— What needs to be done —
Repeat the records below in their entirety, exactly.

++++ Given records

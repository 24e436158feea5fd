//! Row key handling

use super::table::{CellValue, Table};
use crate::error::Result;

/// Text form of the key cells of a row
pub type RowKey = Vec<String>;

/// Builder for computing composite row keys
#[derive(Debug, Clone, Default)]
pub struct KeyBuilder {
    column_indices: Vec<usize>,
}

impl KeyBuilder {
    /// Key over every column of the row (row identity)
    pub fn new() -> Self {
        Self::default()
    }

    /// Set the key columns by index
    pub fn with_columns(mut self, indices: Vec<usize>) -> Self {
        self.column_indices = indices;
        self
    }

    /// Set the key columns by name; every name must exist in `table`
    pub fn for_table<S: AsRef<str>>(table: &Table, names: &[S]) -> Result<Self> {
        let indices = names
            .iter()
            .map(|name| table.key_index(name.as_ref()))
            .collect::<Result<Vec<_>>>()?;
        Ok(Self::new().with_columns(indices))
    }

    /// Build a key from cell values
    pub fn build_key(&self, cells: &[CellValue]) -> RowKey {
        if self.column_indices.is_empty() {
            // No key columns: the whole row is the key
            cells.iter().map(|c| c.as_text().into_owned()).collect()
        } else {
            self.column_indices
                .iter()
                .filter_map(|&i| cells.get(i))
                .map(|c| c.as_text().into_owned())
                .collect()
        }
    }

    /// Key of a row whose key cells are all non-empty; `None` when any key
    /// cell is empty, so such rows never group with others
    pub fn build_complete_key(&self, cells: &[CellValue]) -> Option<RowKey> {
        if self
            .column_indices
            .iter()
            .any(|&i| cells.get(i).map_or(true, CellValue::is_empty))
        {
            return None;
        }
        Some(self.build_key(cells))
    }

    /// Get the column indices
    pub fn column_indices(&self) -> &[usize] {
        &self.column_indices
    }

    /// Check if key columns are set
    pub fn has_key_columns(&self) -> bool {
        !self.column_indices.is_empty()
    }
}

++++++++

— Answer to the exercise —
repository 24e436158feea5fd
//! Row key handling

use super::table::{CellValue, Table};
use crate::error::Result;

/// Text form of the key cells of a row
pub type RowKey = Vec<String>;

/// Builder for computing composite row keys
#[derive(Debug, Clone, Default)]
pub struct KeyBuilder {
    column_indices: Vec<usize>,
}

impl KeyBuilder {
    /// Key over every column of the row (row identity)
    pub fn new() -> Self {
        Self::default()
    }

    /// Set the key columns by index
    pub fn with_columns(mut self, indices: Vec<usize>) -> Self {
        self.column_indices = indices;
        self
    }

    /// Set the key columns by name; every name must exist in `table`
    pub fn for_table<S: AsRef<str>>(table: &Table, names: &[S]) -> Result<Self> {
        let indices = names
            .iter()
            .map(|name| table.key_index(name.as_ref()))
            .collect::<Result<Vec<_>>>()?;
        Ok(Self::new().with_columns(indices))
    }

    /// Build a key from cell values
    pub fn build_key(&self, cells: &[CellValue]) -> RowKey {
        if self.column_indices.is_empty() {
            // No key columns: the whole row is the key
            cells.iter().map(|c| c.as_text().into_owned()).collect()
        } else {
            self.column_indices
                .iter()
                .filter_map(|&i| cells.get(i))
                .map(|c| c.as_text().into_owned())
                .collect()
        }
    }

    /// Key of a row whose key cells are all non-empty; `None` when any key
    /// cell is empty, so such rows never group with others
    pub fn build_complete_key(&self, cells: &[CellValue]) -> Option<RowKey> {
        if self
            .column_indices
            .iter()
            .any(|&i| cells.get(i).map_or(true, CellValue::is_empty))
        {
            return None;
        }
        Some(self.build_key(cells))
    }

    /// Get the column indices
    pub fn column_indices(&self) -> &[usize] {
        &self.column_indices
    }

    /// Check if key columns are set
    pub fn has_key_columns(&self) -> bool {
        !self.column_indices.is_empty()
    }
}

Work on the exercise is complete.